Go dance with the angels.

Redeye Flight posted:

We can just opt not to do the mission until we reach the Point of No Return and proceed into the endgame, but that would mean we couldn't use the unit Haven unlocks, which is kind of important. It's not 100% irreplaceable in the campaign but it's really good at its job.

I remember back in 2010 I wasn't super sold on the unit, but it grew on me over time and now I like it better than Goliaths (barring the whole shoot two things at once thing).

MagusofStars
Mar 31, 2012



Gun Jam posted:

Can we just straight up abandon 'em?
If you're playing along at home, you can.

The way the mission structure works is that the first three Mar Sara missions (Outlaws/Liberation/Zero Hour) are required, then the Mobius Foundation missions are the only hard-required content. The other mission chains (Tosh, Haven, Matt's missions, Pondering) are optional, but you need to have a certain number of missions completed to unlock the next Mobius mission. Don't remember the exact numbers, but in practice, you need to do like 3 of those 4 mission chains start to finish to have enough completed missions to unlock the finale.
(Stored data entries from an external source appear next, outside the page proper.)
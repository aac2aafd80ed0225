//! # Snapping
//!
//! Snap points are oriented connection points on parts. This module keeps
//! the candidate list the pointer snaps to ([`SnapRegistry`]), the
//! markers that visualize it ([`MarkerSink`]), and the coincidence search
//! that decides which parts move together ([`ConnectivityResolver`]).

pub mod connectivity;
pub mod markers;
pub mod registry;
pub mod snap_point;

pub use connectivity::{ConnectedSet, ConnectivityResolver};
pub use markers::{Marker, MarkerGroup, MarkerHandle, MarkerSink, MarkerStore};
pub use registry::SnapRegistry;
pub use snap_point::{SnapPoint, SnapSource};
use cgmath::{One, Quaternion, Rotation, Vector3, Zero};

use crate::config::PointerPalette;

/// What the pointer is currently doing, as shown by its colour
#[derive(Debug, Clone, Copy, PartialEq, Eq, Default)]
pub enum ColorState {
    #[default]
    Default,
    Hover,
    Dragging,
    Snapped,
}

/// Pose and interaction flags of the 3D pointer
#[derive(Debug, Clone, Copy, PartialEq)]
pub struct PointerState {
    pub(crate) position: Vector3<f32>,
    pub(crate) orientation: Quaternion<f32>,
    pub(crate) depth: f32,
    pub(crate) is_dragging: bool,
    pub(crate) is_flipped: bool,
    pub(crate) is_snapped: bool,
    pub(crate) color_state: ColorState,
}

impl PointerState {
    pub fn new(depth: f32) -> Self {
        Self {
            position: Vector3::zero(),
            orientation: Quaternion::one(),
            depth,
            is_dragging: false,
            is_flipped: false,
            is_snapped: false,
            color_state: ColorState::Default,
        }
    }

    pub fn position(&self) -> Vector3<f32> {
        self.position
    }

    pub fn orientation(&self) -> Quaternion<f32> {
        self.orientation
    }

    /// Screen depth the pointer sits at
    pub fn depth(&self) -> f32 {
        self.depth
    }

    pub fn is_dragging(&self) -> bool {
        self.is_dragging
    }

    pub fn is_flipped(&self) -> bool {
        self.is_flipped
    }

    pub fn is_snapped(&self) -> bool {
        self.is_snapped
    }

    pub fn color_state(&self) -> ColorState {
        self.color_state
    }

    /// World-space up axis (local +Y).
    pub fn up(&self) -> Vector3<f32> {
        self.orientation.rotate_vector(Vector3::unit_y())
    }

    /// World-space forward axis (local +Z).
    pub fn forward(&self) -> Vector3<f32> {
        self.orientation.rotate_vector(Vector3::unit_z())
    }

    pub fn color(&self, palette: &PointerPalette) -> [f32; 4] {
        match self.color_state {
            ColorState::Default => palette.default,
            ColorState::Hover => palette.hover,
            ColorState::Dragging => palette.dragging,
            ColorState::Snapped => palette.snapped,
        }
    }
}

#[cfg(test)]
mod tests {
    use super::*;

    #[test]
    fn test_color_follows_state() {
        let palette = PointerPalette::default();
        let mut state = PointerState::new(5.0);
        assert_eq!(state.color(&palette), [0.0, 0.0, 0.0, 0.3]);
        state.color_state = ColorState::Snapped;
        assert_eq!(state.color(&palette), palette.snapped);
    }

    #[test]
    fn test_identity_axes() {
        let state = PointerState::new(5.0);
        assert_eq!(state.up(), Vector3::unit_y());
        assert_eq!(state.forward(), Vector3::unit_z());
    }
}
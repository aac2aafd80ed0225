//! Finds the group of parts physically attached to a dragged part.
//!
//! Two objects are attached when one of their snap points coincides with
//! one of the other's. Attachment is transitive, so the resolver computes
//! the connected component containing the root.

use std::collections::{BTreeMap, BTreeSet, VecDeque};

use cgmath::Vector3;

use crate::config::EngineConfig;
use crate::error::{Result, SnapError};
use crate::gfx::scene::{NodeId, SceneGraph, SceneLayout};

use super::snap_point::coincident;

/// Objects moved together by one drag, ordered by id.
pub type ConnectedSet = BTreeSet<NodeId>;

#[derive(Debug, Clone, Copy, PartialEq)]
pub struct ConnectivityResolver {
    tolerance: f32,
    max_objects: usize,
}

impl ConnectivityResolver {
    pub fn new(tolerance: f32, max_objects: usize) -> Self {
        Self {
            tolerance: tolerance.abs(),
            max_objects: max_objects.max(1),
        }
    }

    pub fn from_config(config: &EngineConfig) -> Self {
        Self::new(config.coincidence_tolerance, config.max_connected_objects)
    }

    pub fn tolerance(&self) -> f32 {
        self.tolerance
    }

    /// Connected component of `root` over snap point coincidence.
    ///
    /// Only draggable objects under the scan roots can join. Fails with
    /// `InvariantViolation` once the set grows past the configured bound.
    pub fn resolve(&self, scene: &SceneGraph, layout: &SceneLayout, root: NodeId) -> Result<ConnectedSet> {
        if !scene.get(root).map_or(false, |node| node.is_object()) {
            return Err(SnapError::InvalidDragTarget(root));
        }

        let points = self.snap_positions(scene, layout, root);

        let mut visited = ConnectedSet::new();
        let mut queue = VecDeque::new();
        visited.insert(root);
        queue.push_back(root);

        while let Some(current) = queue.pop_front() {
            let Some(own) = points.get(&current) else {
                continue;
            };
            for (&other, theirs) in &points {
                if visited.contains(&other) {
                    continue;
                }
                let touching = own
                    .iter()
                    .any(|&a| theirs.iter().any(|&b| coincident(a, b, self.tolerance)));
                if !touching {
                    continue;
                }
                visited.insert(other);
                if visited.len() > self.max_objects {
                    return Err(SnapError::InvariantViolation(format!(
                        "connected set of {:?} exceeds {} objects",
                        root, self.max_objects
                    )));
                }
                queue.push_back(other);
            }
        }

        log::debug!("{:?} is connected to {} objects", root, visited.len() - 1);
        Ok(visited)
    }

    /// World positions of each candidate object's own snap markers.
    fn snap_positions(
        &self,
        scene: &SceneGraph,
        layout: &SceneLayout,
        root: NodeId,
    ) -> BTreeMap<NodeId, Vec<Vector3<f32>>> {
        let mut objects: Vec<NodeId> = layout
            .scan_roots(scene)
            .into_iter()
            .flat_map(|scan_root| scene.descendants(scan_root))
            .filter(|&id| {
                scene
                    .get(id)
                    .map_or(false, |node| node.is_object() && node.draggable)
            })
            .collect();
        // the root may already sit under the pointer
        objects.push(root);

        objects
            .into_iter()
            .map(|object| {
                let positions = scene
                    .own_snap_markers(object)
                    .into_iter()
                    .filter_map(|marker| scene.world_position(marker))
                    .collect();
                (object, positions)
            })
            .collect()
    }
}

#[cfg(test)]
mod tests {
    use super::*;
    use crate::gfx::scene::identity_transform;
    use rand::seq::SliceRandom;

    struct Assembly {
        scene: SceneGraph,
        layout: SceneLayout,
        parts: Vec<NodeId>,
    }

    /// A-B-C chained along X, D on its own.
    fn chain() -> Assembly {
        let mut scene = SceneGraph::new();
        let root = scene.add_container("scene");
        let parts: Vec<NodeId> = ["a", "b", "c", "d"]
            .iter()
            .map(|name| scene.add_object(root, *name, vec![], identity_transform()).unwrap())
            .collect();

        let up = Vector3::unit_y();
        scene.add_snap_point(parts[0], Vector3::new(1.0, 0.0, 0.0), up).unwrap();
        scene.add_snap_point(parts[1], Vector3::new(1.0, 0.0, 0.0), up).unwrap();
        scene.add_snap_point(parts[1], Vector3::new(2.0, 0.0, 0.0), up).unwrap();
        scene.add_snap_point(parts[2], Vector3::new(2.00005, 0.0, 0.0), up).unwrap();
        scene.add_snap_point(parts[3], Vector3::new(9.0, 0.0, 0.0), up).unwrap();

        Assembly {
            scene,
            layout: SceneLayout::new(root),
            parts,
        }
    }

    #[test]
    fn test_chain_and_isolated_part() {
        let Assembly { scene, layout, parts } = chain();
        let resolver = ConnectivityResolver::new(1e-4, 16);

        let set = resolver.resolve(&scene, &layout, parts[0]).unwrap();
        assert_eq!(set, [parts[0], parts[1], parts[2]].into_iter().collect());

        let lone = resolver.resolve(&scene, &layout, parts[3]).unwrap();
        assert_eq!(lone, [parts[3]].into_iter().collect());
    }

    #[test]
    fn test_any_member_yields_the_same_component() {
        let Assembly { scene, layout, parts } = chain();
        let resolver = ConnectivityResolver::new(1e-4, 16);
        let expected = resolver.resolve(&scene, &layout, parts[0]).unwrap();

        let mut members = parts[..3].to_vec();
        members.shuffle(&mut rand::rng());
        for member in members {
            let set = resolver.resolve(&scene, &layout, member).unwrap();
            assert_eq!(set, expected);
            // resolving again changes nothing
            assert_eq!(resolver.resolve(&scene, &layout, member).unwrap(), set);
        }
    }

    #[test]
    fn test_tight_tolerance_splits_chain() {
        let Assembly { scene, layout, parts } = chain();
        let resolver = ConnectivityResolver::new(1e-6, 16);
        let set = resolver.resolve(&scene, &layout, parts[0]).unwrap();
        assert_eq!(set, [parts[0], parts[1]].into_iter().collect());
    }

    #[test]
    fn test_fixed_objects_never_join() {
        let Assembly { mut scene, layout, parts } = chain();
        scene.get_mut(parts[1]).unwrap().draggable = false;
        let resolver = ConnectivityResolver::new(1e-4, 16);
        let set = resolver.resolve(&scene, &layout, parts[0]).unwrap();
        assert_eq!(set, [parts[0]].into_iter().collect());
    }

    #[test]
    fn test_bound_is_enforced() {
        let Assembly { scene, layout, parts } = chain();
        let resolver = ConnectivityResolver::new(1e-4, 2);
        assert!(matches!(
            resolver.resolve(&scene, &layout, parts[0]),
            Err(SnapError::InvariantViolation(_))
        ));
    }

    #[test]
    fn test_root_must_be_object() {
        let Assembly { scene, layout, .. } = chain();
        let resolver = ConnectivityResolver::new(1e-4, 16);
        assert!(matches!(
            resolver.resolve(&scene, &layout, layout.scene_root),
            Err(SnapError::InvalidDragTarget(_))
        ));
    }
}
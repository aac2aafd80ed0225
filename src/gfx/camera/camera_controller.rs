use super::orbit_camera::OrbitCamera;

/// Mouse-wheel camera control.
///
/// Scrolling forward moves the camera one `zoom_step` along its view
/// direction; scrolling back returns it to the pose it was built with.
#[derive(Debug, Clone, Copy)]
pub struct CameraController {
    pub zoom_step: f32,
}

impl Default for CameraController {
    fn default() -> Self {
        Self::new(1.0)
    }
}

impl CameraController {
    pub fn new(zoom_step: f32) -> Self {
        Self { zoom_step }
    }

    pub fn apply_scroll(&self, scroll: f32, camera: &mut OrbitCamera) {
        if scroll > 0.0 {
            camera.dolly(self.zoom_step);
        } else if scroll < 0.0 {
            log::debug!("camera back to its home pose");
            camera.reset_to_default();
        }
    }
}
//! # Scene Management Module
//!
//! This module provides the scene graph the snap engine works on: a tree of
//! containers, movable objects, snap markers and the pointer.
//!
//! ## Key Components
//!
//! - [`SceneGraph`] - Arena of nodes with explicit parent/child ownership
//! - [`SceneNode`] - A container, object, snap marker or the pointer
//! - [`Mesh`] - Object-space triangle mesh, used for raycasts and vertex snaps
//! - [`SceneLayout`] - The scan roots: scene, library, construction plane
//! - [`Vertex3D`] - GPU-compatible vertex with position and normal
//!
//! ## Usage
//!
//! ```no_run
//! use snapforge::gfx::scene::{Mesh, SceneGraph, identity_transform};
//! use snapforge::gfx::geometry::generate_cube;
//!
//! let mut scene = SceneGraph::new();
//! let root = scene.add_container("scene");
//! let cube = scene
//!     .add_object(root, "cube", vec![Mesh::from_geometry(&generate_cube())], identity_transform())
//!     .unwrap();
//! ```
//!
//! ## Ownership
//!
//! Every node owns its children. Moving a node is an explicit transfer
//! through [`SceneGraph::reparent`], which keeps the node's world pose.
//! [`SceneGraph::remove`] destroys the whole subtree, so an object's snap
//! markers never outlive it.

pub mod graph;
pub mod layout;
pub mod object;
pub mod vertex;

// Re-export main types
pub use graph::{forward_rotation, up_rotation, NodeId, SceneGraph};
pub use layout::SceneLayout;
pub use object::{
    identity_transform, node_transform, Collider, Mesh, NodeKind, NodeTransform, SceneNode,
};
pub use vertex::Vertex3D;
The speedrun totally ignores the entire Haven chain (unnecessary units) and also skips In Utter Darkness (20 minutes that can't be sped up), but needs to do every other mission to meet the final-mission unlock criteria.

Grammarchist
Jan 28, 2013

SIGSEGV posted:

I hope we keep delaying the Haven mission as much as possible.

By the time Raynor gets there Mengsk has finally pulled Desperate Alliance 2 and won fame and undying loyalty across Dominion Space.

bladededge
Sep 17, 2017

im sorry every one. the throne of heroes ran out of new heroic spirits so the grail had to summon existing ones in swimsuits instead
Having bad things really happen if you don't take warnings of impending disaster seriously, Deus Ex HR style, might have improved the campaign in several ways, forcing the player to make hard decisions about what to prioritize.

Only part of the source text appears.